• _Saved entries_
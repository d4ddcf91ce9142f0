//! NSGA-II configuration.

use crate::error::{check_population, check_rate, ConfigError};

/// Configuration for NSGA-II.
///
/// # Builder Pattern
///
/// ```
/// use u_evolve::nsga2::Nsga2Config;
///
/// let config = Nsga2Config::default()
///     .with_population_size(60)
///     .with_crossover_rate(0.8)
///     .with_remap(true);
/// assert!(config.validate().is_ok());
/// ```
#[derive(Debug, Clone, PartialEq)]
#[cfg_attr(feature = "serde", derive(serde::Serialize, serde::Deserialize))]
pub struct Nsga2Config {
    /// Number of survivors kept each generation; also the number of
    /// offspring produced.
    pub population_size: usize,

    /// Probability of recombining the tournament winners (0.0–1.0).
    pub crossover_rate: f64,

    /// Probability of mutating each child (0.0–1.0).
    pub mutation_rate: f64,

    /// Re-evaluates the parents alongside the offspring every generation.
    ///
    /// Only useful when the quality function changes over time; every remap
    /// counts as a quality evaluation but not as a birth.
    pub remap: bool,
}

impl Default for Nsga2Config {
    fn default() -> Self {
        Self {
            population_size: 100,
            crossover_rate: 0.9,
            mutation_rate: 1.0,
            remap: false,
        }
    }
}

impl Nsga2Config {
    /// Sets the population size.
    pub fn with_population_size(mut self, n: usize) -> Self {
        self.population_size = n;
        self
    }

    /// Sets the crossover rate.
    pub fn with_crossover_rate(mut self, rate: f64) -> Self {
        self.crossover_rate = rate.clamp(0.0, 1.0);
        self
    }

    /// Sets the mutation rate.
    pub fn with_mutation_rate(mut self, rate: f64) -> Self {
        self.mutation_rate = rate.clamp(0.0, 1.0);
        self
    }

    /// Enables or disables parent remapping.
    pub fn with_remap(mut self, remap: bool) -> Self {
        self.remap = remap;
        self
    }

    /// Validates the configuration.
    pub fn validate(&self) -> Result<(), ConfigError> {
        check_population(2, self.population_size)?;
        check_rate("crossover_rate", self.crossover_rate)?;
        check_rate("mutation_rate", self.mutation_rate)?;
        Ok(())
    }
}
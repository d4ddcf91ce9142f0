//! Collaborator traits.
//!
//! The engine never looks inside genotypes, solutions or qualities: it only
//! invokes the capabilities defined here and caches their results inside
//! [`Individual`]s.
//!
//! - [`Problem`]: quality function and quality comparison
//! - [`SolutionMapper`]: genotype → solution decoding
//! - [`GenotypeFactory`]: random genotype construction
//! - [`Mutation`] / [`Crossover`]: variation operators

use rand::Rng;

use super::individual::Individual;
use crate::error::BoxError;
use crate::order::{PartialComparator, PartialComparison};

/// An optimization problem over solutions of type `S`.
///
/// Both methods are treated as pure functions. `quality` may be expensive
/// and is called in parallel from worker threads.
///
/// # Panics
///
/// Only an `Err` from `quality` becomes a [`SolverError`](crate::error::SolverError).
/// A panic in either method is not caught: it unwinds out of the worker and
/// is re-raised by rayon on the thread that called the solver.
///
/// # Implementing
///
/// ```ignore
/// struct OneMax;
///
/// impl Problem<Vec<bool>> for OneMax {
///     type Quality = f64;
///     fn quality(&self, bits: &Vec<bool>) -> Result<f64, BoxError> {
///         Ok(bits.iter().filter(|&&b| b).count() as f64)
///     }
///     fn compare(&self, a: &f64, b: &f64) -> PartialComparison {
///         Direction::Maximize.compare(*a, *b)
///     }
/// }
/// ```
pub trait Problem<S>: Send + Sync {
    /// Objective value: a scalar, any comparable type, or an objective vector.
    type Quality: Clone + Send + Sync + std::fmt::Debug;

    /// Computes the quality of a solution.
    fn quality(&self, solution: &S) -> Result<Self::Quality, BoxError>;

    /// Dominance between two qualities; `Before` means `a` is strictly better.
    fn compare(&self, a: &Self::Quality, b: &Self::Quality) -> PartialComparison;
}

/// Lifts [`Problem::compare`] to a comparator over individuals.
#[derive(Debug)]
pub struct QualityOrder<'a, P: ?Sized>(pub &'a P);

impl<P: ?Sized> Clone for QualityOrder<'_, P> {
    fn clone(&self) -> Self {
        *self
    }
}

impl<P: ?Sized> Copy for QualityOrder<'_, P> {}

impl<G, S, P> PartialComparator<Individual<G, S, P::Quality>> for QualityOrder<'_, P>
where
    P: Problem<S> + ?Sized,
{
    fn compare(
        &self,
        a: &Individual<G, S, P::Quality>,
        b: &Individual<G, S, P::Quality>,
    ) -> PartialComparison {
        self.0.compare(a.quality(), b.quality())
    }
}

/// Deterministic decoding of a genotype into a solution.
///
/// # Panics
///
/// As with [`Problem`], an `Err` from `map` aborts the run with a
/// [`SolverError`](crate::error::SolverError) while a panic propagates as a panic.
pub trait SolutionMapper<G>: Send + Sync {
    /// The decoded, problem-native form.
    type Solution;

    /// Decodes a genotype.
    fn map(&self, genotype: &G) -> Result<Self::Solution, BoxError>;
}

/// Mapper for problems whose genotype already is the solution.
#[derive(Debug, Clone, Copy, Default)]
pub struct Identity;

impl<G: Clone> SolutionMapper<G> for Identity {
    type Solution = G;

    fn map(&self, genotype: &G) -> Result<G, BoxError> {
        Ok(genotype.clone())
    }
}

/// Adapts an infallible closure into a [`SolutionMapper`].
#[derive(Debug, Clone, Copy)]
pub struct FnMapper<F>(pub F);

impl<G, S, F> SolutionMapper<G> for FnMapper<F>
where
    F: Fn(&G) -> S + Send + Sync,
{
    type Solution = S;

    fn map(&self, genotype: &G) -> Result<S, BoxError> {
        Ok((self.0)(genotype))
    }
}

/// Builds random genotypes.
pub trait GenotypeFactory: Send + Sync {
    /// The evolvable encoding.
    type Genotype;

    /// Creates one random genotype.
    fn build_one<R: Rng>(&self, rng: &mut R) -> Self::Genotype;

    /// Creates a batch of `n` random genotypes.
    fn build<R: Rng>(&self, n: usize, rng: &mut R) -> Vec<Self::Genotype> {
        (0..n).map(|_| self.build_one(rng)).collect()
    }
}

/// Produces a perturbed copy of one parent.
pub trait Mutation<G>: Send + Sync {
    fn mutate<R: Rng>(&self, parent: &G, rng: &mut R) -> G;
}

/// Recombines several parents into one or more children.
pub trait Crossover<G>: Send + Sync {
    /// Number of parents consumed by [`recombine`](Self::recombine).
    fn arity(&self) -> usize {
        2
    }

    /// Produces children from exactly [`arity`](Self::arity) parents.
    fn recombine<R: Rng>(&self, parents: &[&G], rng: &mut R) -> Vec<G>;
}
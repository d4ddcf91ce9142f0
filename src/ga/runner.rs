//! GA strategy.
//!
//! One generation:
//! 1. Assign every member its non-dominated layer under the problem's
//!    comparator (layer 0 is the front)
//! 2. Breed offspring from parents chosen by [`Selection`](crate::solver::Selection)
//!    over those layers
//! 3. Evaluate the offspring (and, with `remap`, the parents) in one batch
//! 4. Pick survivors: overlapping keeps the best of parents ∪ offspring,
//!    generational keeps elites plus offspring

use log::debug;
use rand::Rng;

use super::config::GaConfig;
use crate::error::{ConfigError, SolverError};
use crate::nsga2::{non_dominated_sort, truncate_by_layer};
use crate::order::{DagPartiallyOrderedCollection, PartiallyOrderedCollection};
use crate::solver::variation::Variation;
use crate::solver::{
    Batch, Crossover, EvaluationPipeline, GenotypeFactory, Mutation, Offspring, PopulationState,
    Problem, Progress, QualityOrder, SolutionMapper, Strategy,
};

/// Genetic Algorithm over any genotype and quality type.
///
/// Ranking only uses [`Problem::compare`], so scalar and multi-objective
/// problems are handled alike: members of the same non-dominated layer tie,
/// and ties keep their current order (parents before offspring).
#[derive(Debug, Clone)]
pub struct Ga<F, C, Mu> {
    config: GaConfig,
    factory: F,
    crossover: C,
    mutation: Mu,
}

impl<F, C, Mu> Ga<F, C, Mu> {
    pub fn new(config: GaConfig, factory: F, crossover: C, mutation: Mu) -> Result<Self, ConfigError> {
        config.validate()?;
        Ok(Self {
            config,
            factory,
            crossover,
            mutation,
        })
    }

    pub fn config(&self) -> &GaConfig {
        &self.config
    }

    /// Offspring bred per generation.
    fn offspring_count(&self) -> usize {
        if self.config.overlapping {
            self.config.population_size
        } else {
            self.config.population_size - self.config.elite_count()
        }
    }
}

impl<F, C, Mu, M, P> Strategy<M, P> for Ga<F, C, Mu>
where
    F: GenotypeFactory,
    F::Genotype: Clone + Sync,
    C: Crossover<F::Genotype>,
    Mu: Mutation<F::Genotype>,
    M: SolutionMapper<F::Genotype>,
    M::Solution: Send + Sync,
    P: Problem<M::Solution>,
{
    type State = PopulationState<F::Genotype, M::Solution, P::Quality>;

    fn init<R: Rng>(
        &self,
        pipeline: &EvaluationPipeline<'_, M, P>,
        rng: &mut R,
    ) -> Result<Self::State, SolverError> {
        let mut progress = Progress::start();
        let births = self
            .factory
            .build(self.config.population_size, rng)
            .into_iter()
            .map(Offspring::orphan)
            .collect();
        let population = pipeline.evaluate_births(births, 0, &mut progress)?;
        progress.refresh_elapsed();

        let order = QualityOrder(pipeline.problem());
        Ok(PopulationState::new(
            progress,
            DagPartiallyOrderedCollection::new(population, &order),
        ))
    }

    fn update<R: Rng>(
        &self,
        pipeline: &EvaluationPipeline<'_, M, P>,
        rng: &mut R,
        state: Self::State,
    ) -> Result<Self::State, SolverError> {
        let (mut progress, population) = state.into_parts();
        let parents = population.into_items();
        if parents.is_empty() {
            return Err(SolverError::EmptyPopulation { operation: "breed from" });
        }

        let order = QualityOrder(pipeline.problem());
        let iteration = progress.next_iteration();

        let ranks = non_dominated_sort(&parents, &order).ranks;
        let pool: Vec<_> = parents.iter().collect();
        let variation = Variation {
            crossover: &self.crossover,
            mutation: &self.mutation,
            crossover_rate: self.config.crossover_rate,
            mutation_rate: self.config.mutation_rate,
        };
        let births = variation.breed(self.offspring_count(), &pool, rng, |rng| {
            self.config.selection.select(&ranks, rng)
        });
        let n_births = births.len();

        let (batch, kept) = if self.config.remap {
            (Batch::births(births).with_remaps(parents), None)
        } else {
            (Batch::births(births), Some(parents))
        };
        let mut offspring = pipeline.evaluate(batch, iteration, &mut progress)?;
        let parents = match kept {
            Some(parents) => parents,
            None => offspring.split_off(n_births),
        };

        let survivors = if self.config.overlapping {
            let mut union = parents;
            union.extend(offspring);
            truncate_by_layer(union, &order, self.config.population_size)
        } else {
            let mut next = truncate_by_layer(parents, &order, self.config.elite_count());
            next.extend(offspring);
            next
        };

        progress.advance();
        let population = DagPartiallyOrderedCollection::new(survivors, &order);
        debug!(
            "ga generation {}: population={} front={}",
            progress.n_of_iterations(),
            population.len(),
            population.firsts().len()
        );
        Ok(PopulationState::new(progress, population))
    }
}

• _Problem description_
Working from the entries above, filter out every line that lacks "PartialComparator" and copy what remains.

• _Output below_
use crate::order::{PartialComparator, PartialComparison};
impl<G, S, P> PartialComparator<Individual<G, S, P::Quality>> for QualityOrder<'_, P>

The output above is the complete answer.